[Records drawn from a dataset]

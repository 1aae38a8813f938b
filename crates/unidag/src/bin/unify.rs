//! Unify two terms given on the command line and print the result

use unidag::{Algorithm, TermGraph, TermPair, UnificationResult};

fn main() {
    env_logger::init();

    let args: Vec<String> = std::env::args().collect();

    if args.len() < 3 || args.len() > 4 {
        eprintln!("Usage: {} <term1> <term2> [algorithm]", args[0]);
        eprintln!();
        eprintln!("Terms use the syntax f(X,a): uppercase-led names are variables,");
        eprintln!("other names are constants or functions.");
        eprintln!();
        eprintln!("Algorithms:");
        for algorithm in Algorithm::ALL {
            eprintln!("  {}", algorithm.name());
        }
        eprintln!("(default: paterson-wegman)");
        std::process::exit(1);
    }

    let algorithm = match args.get(3) {
        Some(name) => match name.parse::<Algorithm>() {
            Ok(algorithm) => algorithm,
            Err(err) => {
                eprintln!("{}", err);
                std::process::exit(1);
            }
        },
        None => Algorithm::PatersonWegman,
    };

    let mut graph = TermGraph::new();
    let pair = match TermPair::parse(&args[1], &args[2], &mut graph) {
        Ok(pair) => pair,
        Err(err) => {
            eprintln!("{}", err);
            std::process::exit(1);
        }
    };

    println!(
        "Unifying {} with {} using {}",
        graph.display(pair.left),
        graph.display(pair.right),
        algorithm
    );

    match algorithm.find_unifier(&mut graph, &pair) {
        UnificationResult::Unifiable(sigma) => {
            println!("Unifier: {}", sigma.display(&graph));
            let instance = sigma.apply(pair.left, &mut graph);
            println!("Unified term: {}", graph.display(instance));
        }
        UnificationResult::NotUnifiable => {
            println!("Not unifiable");
            std::process::exit(2);
        }
    }
}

* Prompt
With nothing left out, print the data above exactly.

* Answer section
repository 1aae38a8813f938b
filename crates/unidag/src/bin/unify.rs
//! Unify two terms given on the command line and print the result

use unidag::{Algorithm, TermGraph, TermPair, UnificationResult};

fn main() {
    env_logger::init();

    let args: Vec<String> = std::env::args().collect();

    if args.len() < 3 || args.len() > 4 {
        eprintln!("Usage: {} <term1> <term2> [algorithm]", args[0]);
        eprintln!();
        eprintln!("Terms use the syntax f(X,a): uppercase-led names are variables,");
        eprintln!("other names are constants or functions.");
        eprintln!();
        eprintln!("Algorithms:");
        for algorithm in Algorithm::ALL {
            eprintln!("  {}", algorithm.name());
        }
        eprintln!("(default: paterson-wegman)");
        std::process::exit(1);
    }

    let algorithm = match args.get(3) {
        Some(name) => match name.parse::<Algorithm>() {
            Ok(algorithm) => algorithm,
            Err(err) => {
                eprintln!("{}", err);
                std::process::exit(1);
            }
        },
        None => Algorithm::PatersonWegman,
    };

    let mut graph = TermGraph::new();
    let pair = match TermPair::parse(&args[1], &args[2], &mut graph) {
        Ok(pair) => pair,
        Err(err) => {
            eprintln!("{}", err);
            std::process::exit(1);
        }
    };

    println!(
        "Unifying {} with {} using {}",
        graph.display(pair.left),
        graph.display(pair.right),
        algorithm
    );

    match algorithm.find_unifier(&mut graph, &pair) {
        UnificationResult::Unifiable(sigma) => {
            println!("Unifier: {}", sigma.display(&graph));
            let instance = sigma.apply(pair.left, &mut graph);
            println!("Unified term: {}", graph.display(instance));
        }
        UnificationResult::NotUnifiable => {
            println!("Not unifiable");
            std::process::exit(2);
        }
    }
}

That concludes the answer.